For access to spreadsheets please see http://www.fredanlyan.com

Hello Everyone,
Economic news upbeat this week with the Wednesday (7/29) Wall Street Journal featuring a front page headline "Home Prices Rise Across U.S.", going on to say "Home prices in major U.S. cities registered the first monthly gain in nearly three years----" The Saturday (8/1) WSJ front page flashed a headline "U.S. Economy Pulls Out of Tailspin" above an article that begins "The U.S. economy came out of its tailspin in the second quarter and may be poised to resume growing-----" Also front page news in the "Money and Investing" section of that same edition was an article titled "Dow's Month Was the Best Since 2002" referring to the July performance of the widely-followed index. The piece began "Stocks closed out a blistering month------"
Bottom line is media are starting to pick up on the same themes we have been observing and reporting for months.
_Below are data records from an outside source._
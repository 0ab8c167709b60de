// Singleton configuration resources
//
// Each exists exactly once on the server (id 1), read with `GET config/<x>`
// and written with `PUT config/<x>/1`.

use serde::{Deserialize, Serialize};

// ── Host ─────────────────────────────────────────────────────────────

/// `GET|PUT config/host`
///
/// Secrets (`password`, `proxyPassword`, `sslCertPassword`) come back
/// redacted or empty; callers must not treat them as authoritative.
#[derive(Debug, Clone, Default, PartialEq, Serialize, Deserialize)]
#[serde(rename_all = "camelCase")]
pub struct HostConfigResource {
    #[serde(default)]
    pub id: i64,
    #[serde(default)]
    pub bind_address: String,
    #[serde(default)]
    pub port: i64,
    #[serde(default)]
    pub ssl_port: i64,
    #[serde(default)]
    pub enable_ssl: bool,
    #[serde(default)]
    pub launch_browser: bool,
    #[serde(default)]
    pub authentication_method: String,
    #[serde(default)]
    pub authentication_required: String,
    #[serde(default)]
    pub analytics_enabled: bool,
    #[serde(default)]
    pub username: String,
    #[serde(default, skip_serializing_if = "Option::is_none")]
    pub password: Option<String>,
    #[serde(default, skip_serializing_if = "Option::is_none")]
    pub password_confirmation: Option<String>,
    #[serde(default)]
    pub log_level: String,
    #[serde(default, skip_serializing_if = "Option::is_none")]
    pub console_log_level: Option<String>,
    #[serde(default)]
    pub branch: String,
    #[serde(default)]
    pub ssl_cert_path: String,
    #[serde(default, skip_serializing_if = "Option::is_none")]
    pub ssl_cert_password: Option<String>,
    #[serde(default)]
    pub url_base: String,
    #[serde(default)]
    pub instance_name: String,
    #[serde(default)]
    pub application_url: String,
    #[serde(default)]
    pub update_automatically: bool,
    #[serde(default)]
    pub update_mechanism: String,
    #[serde(default)]
    pub update_script_path: String,
    #[serde(default)]
    pub proxy_enabled: bool,
    #[serde(default)]
    pub proxy_type: String,
    #[serde(default)]
    pub proxy_hostname: String,
    #[serde(default)]
    pub proxy_port: i64,
    #[serde(default)]
    pub proxy_username: String,
    #[serde(default, skip_serializing_if = "Option::is_none")]
    pub proxy_password: Option<String>,
    #[serde(default)]
    pub proxy_bypass_filter: String,
    #[serde(default)]
    pub proxy_bypass_local_addresses: bool,
    #[serde(default)]
    pub certificate_validation: String,
    #[serde(default)]
    pub backup_folder: String,
    #[serde(default)]
    pub backup_interval: i64,
    #[serde(default)]
    pub backup_retention: i64,
}

// ── Indexer ──────────────────────────────────────────────────────────

/// `GET|PUT config/indexer`
#[derive(Debug, Clone, Default, PartialEq, Serialize, Deserialize)]
#[serde(rename_all = "camelCase")]
pub struct IndexerConfigResource {
    #[serde(default)]
    pub id: i64,
    #[serde(default)]
    pub minimum_age: i64,
    #[serde(default)]
    pub retention: i64,
    #[serde(default)]
    pub maximum_size: i64,
    #[serde(default)]
    pub rss_sync_interval: i64,
}

// ── Naming ───────────────────────────────────────────────────────────

/// `GET|PUT config/naming`
#[derive(Debug, Clone, Default, PartialEq, Serialize, Deserialize)]
#[serde(rename_all = "camelCase")]
pub struct NamingConfigResource {
    #[serde(default)]
    pub id: i64,
    #[serde(default)]
    pub rename_episodes: bool,
    #[serde(default)]
    pub replace_illegal_characters: bool,
    #[serde(default)]
    pub colon_replacement_format: i64,
    #[serde(default)]
    pub custom_colon_replacement_format: String,
    #[serde(default)]
    pub multi_episode_style: i64,
    #[serde(default)]
    pub standard_episode_format: String,
    #[serde(default)]
    pub daily_episode_format: String,
    #[serde(default)]
    pub anime_episode_format: String,
    #[serde(default)]
    pub series_folder_format: String,
    #[serde(default)]
    pub season_folder_format: String,
    #[serde(default)]
    pub specials_folder_format: String,
}

// ── Media management ─────────────────────────────────────────────────

/// `GET|PUT config/mediamanagement`
#[derive(Debug, Clone, Default, PartialEq, Serialize, Deserialize)]
#[serde(rename_all = "camelCase")]
pub struct MediaManagementConfigResource {
    #[serde(default)]
    pub id: i64,
    #[serde(default)]
    pub auto_unmonitor_previously_downloaded_episodes: bool,
    #[serde(default)]
    pub recycle_bin: String,
    #[serde(default)]
    pub recycle_bin_cleanup_days: i64,
    #[serde(default)]
    pub download_propers_and_repacks: String,
    #[serde(default)]
    pub create_empty_series_folders: bool,
    #[serde(default)]
    pub delete_empty_folders: bool,
    #[serde(default)]
    pub file_date: String,
    #[serde(default)]
    pub rescan_after_refresh: String,
    #[serde(default)]
    pub set_permissions_linux: bool,
    #[serde(default)]
    pub chmod_folder: String,
    #[serde(default)]
    pub chown_group: String,
    #[serde(default)]
    pub episode_title_required: String,
    #[serde(default)]
    pub skip_free_space_check_when_importing: bool,
    #[serde(default)]
    pub minimum_free_space_when_importing: i64,
    #[serde(default)]
    pub copy_using_hardlinks: bool,
    #[serde(default)]
    pub use_script_import: bool,
    #[serde(default)]
    pub script_import_path: String,
    #[serde(default)]
    pub import_extra_files: bool,
    #[serde(default)]
    pub extra_file_extensions: String,
    #[serde(default)]
    pub enable_media_info: bool,
}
Our opinion is that recovery will still take a while with more ups and downs, but the worst is probably over.

Monthly City-by-City report still shows plenty of buyers' opportunities here in Marin County, especially in higher-priced homes. Jumbo mortgages still challenging. One such sale closed last week after four months in escrow while buyer jumped through lender hoops. For cash buyers or those with large (over 25%) down payments, now is a great time to pick up bargains in luxury homes. Sellers still not giving away property but there are great deals available. Corte Madera, San Rafael and Novato have the highest percentage in contract as of 7/31, with 30.4%, 35.18%, and 48.97% in contract, respectively. Holding down the bottom rungs of the ladder are Belvedere, at 10% in contract, Tiburon at 11.7% and Mill Valley at 17.02%. These are very popular places to live and represent great opportunities.
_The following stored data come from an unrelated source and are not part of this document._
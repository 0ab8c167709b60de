// ── Provider families ──
//
// One module per server plugin category: the family marker, its field
// union, the desired-state record shared by every implementation, and the
// concrete implementations the provider exposes as dedicated resources.

pub mod custom_format_condition;
pub mod download_client;
pub mod import_list;
pub mod indexer;
pub mod metadata;
pub mod notification;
Single Family Residences (SFR) inventory down 3 units from last report at 1207. Overall percentage in contract is 26.35%, which I am still calling "balanced". The under-$900k market, however, is hot, hot, hot at 37.52% in contract. Above $1million, opportunity increases in direct proportion to price with $1million to $1.99 million range at 19.1%, $2million to $2.9million at 10.57%, and above $3million at only 3.7%. According to NRT MarketQuest, figures for the month of July (as of the 29th) showed the ratio of accepted offers to new listings at over 110% meaning that homes are selling faster than new listings become available. Year to date units sold at 791 as of 7/28 vs. 923 at the same time last year, or a decrease in YTD units sold of 14.3%. This is actually an improvement over the last report when the number was -14.7%. Basic idea: Sales are still behind last year but interest seems to be increasing substantially!
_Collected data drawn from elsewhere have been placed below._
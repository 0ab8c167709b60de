//! CLI error types with miette diagnostics.

use miette::Diagnostic;
use thiserror::Error;

use sonarr_config::ConfigError;
use sonarr_core::CoreError;

/// Process exit codes.
pub mod exit_code {
    pub const GENERAL: i32 = 1;
    pub const USAGE: i32 = 2;
    pub const CONFIG: i32 = 3;
    pub const NOT_FOUND: i32 = 4;
    pub const CONNECTION: i32 = 7;
    pub const CANCELLED: i32 = 130;
}

#[derive(Debug, Error, Diagnostic)]
pub enum CliError {
    // ── Configuration ────────────────────────────────────────────────
    #[error(transparent)]
    #[diagnostic(
        code(sonarr::config),
        help(
            "Pass --url and --api-key, set SONARR_URL and SONARR_API_KEY,\n\
             or write them to the config file. Run: sonarr-provider config"
        )
    )]
    Config(#[from] ConfigError),

    #[error("Invalid value for {field}: {reason}")]
    #[diagnostic(code(sonarr::usage))]
    Usage { field: &'static str, reason: String },

    // ── Types ────────────────────────────────────────────────────────
    #[error("Unknown type '{type_name}'")]
    #[diagnostic(
        code(sonarr::unknown_type),
        help("Run: sonarr-provider types")
    )]
    UnknownType { type_name: String },

    // ── Operations ───────────────────────────────────────────────────
    #[error("{verb} {type_name} failed with {errors} error diagnostic(s)")]
    #[diagnostic(code(sonarr::operation_failed))]
    Failed {
        verb: &'static str,
        type_name: String,
        errors: usize,
    },

    #[error("Could not reach the server: {reason}")]
    #[diagnostic(
        code(sonarr::connection_failed),
        help("Check that Sonarr is running and the URL is correct. Try --insecure for self-signed certificates.")
    )]
    ConnectionFailed { reason: String },

    #[error("Operation cancelled")]
    #[diagnostic(code(sonarr::cancelled))]
    Cancelled,

    #[error(transparent)]
    #[diagnostic(code(sonarr::core))]
    Core(CoreError),

    // ── IO / Serialization ───────────────────────────────────────────
    #[error(transparent)]
    Io(#[from] std::io::Error),

    #[error("Invalid JSON payload: {0}")]
    #[diagnostic(code(sonarr::json), help("Check the JSON state and try again."))]
    Json(#[from] serde_json::Error),
}

impl CliError {
    /// Map this error to an exit code for process termination.
    pub fn exit_code(&self) -> i32 {
        match self {
            Self::Config(_) => exit_code::CONFIG,
            Self::Usage { .. } => exit_code::USAGE,
            Self::UnknownType { .. } => exit_code::NOT_FOUND,
            Self::ConnectionFailed { .. } => exit_code::CONNECTION,
            Self::Cancelled => exit_code::CANCELLED,
            Self::Failed { .. } | Self::Core(_) | Self::Io(_) | Self::Json(_) => {
                exit_code::GENERAL
            }
        }
    }
}

// ── CoreError → CliError mapping ─────────────────────────────────────

impl From<CoreError> for CliError {
    fn from(err: CoreError) -> Self {
        match err {
            CoreError::UnknownType { type_name } => Self::UnknownType { type_name },
            CoreError::ConnectionFailed { reason } => Self::ConnectionFailed { reason },
            CoreError::Cancelled => Self::Cancelled,
            other => Self::Core(other),
        }
    }
}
Condo's in the County cooling just a bit from their earlier torrid pace with overall percentage in contract down a notch from 38% at last report to 37% on July 28. $0-$999k price range (all but 14 units) at 38.66% in contract compared to 39.62% at last report. YTD units sold at 247 as of 7/28 compared to 233 a year ago at this time or up 5.66%. This represents a continued decrease and compares to a +11.9% at last report. Condo sales, which were red-hot for the first half of the year seem to be taking a bit of a break, but remember, 38% in contract is still a strong market. Sellers need to be cautious, however, since pricing is still critical and over-priced listings will sit.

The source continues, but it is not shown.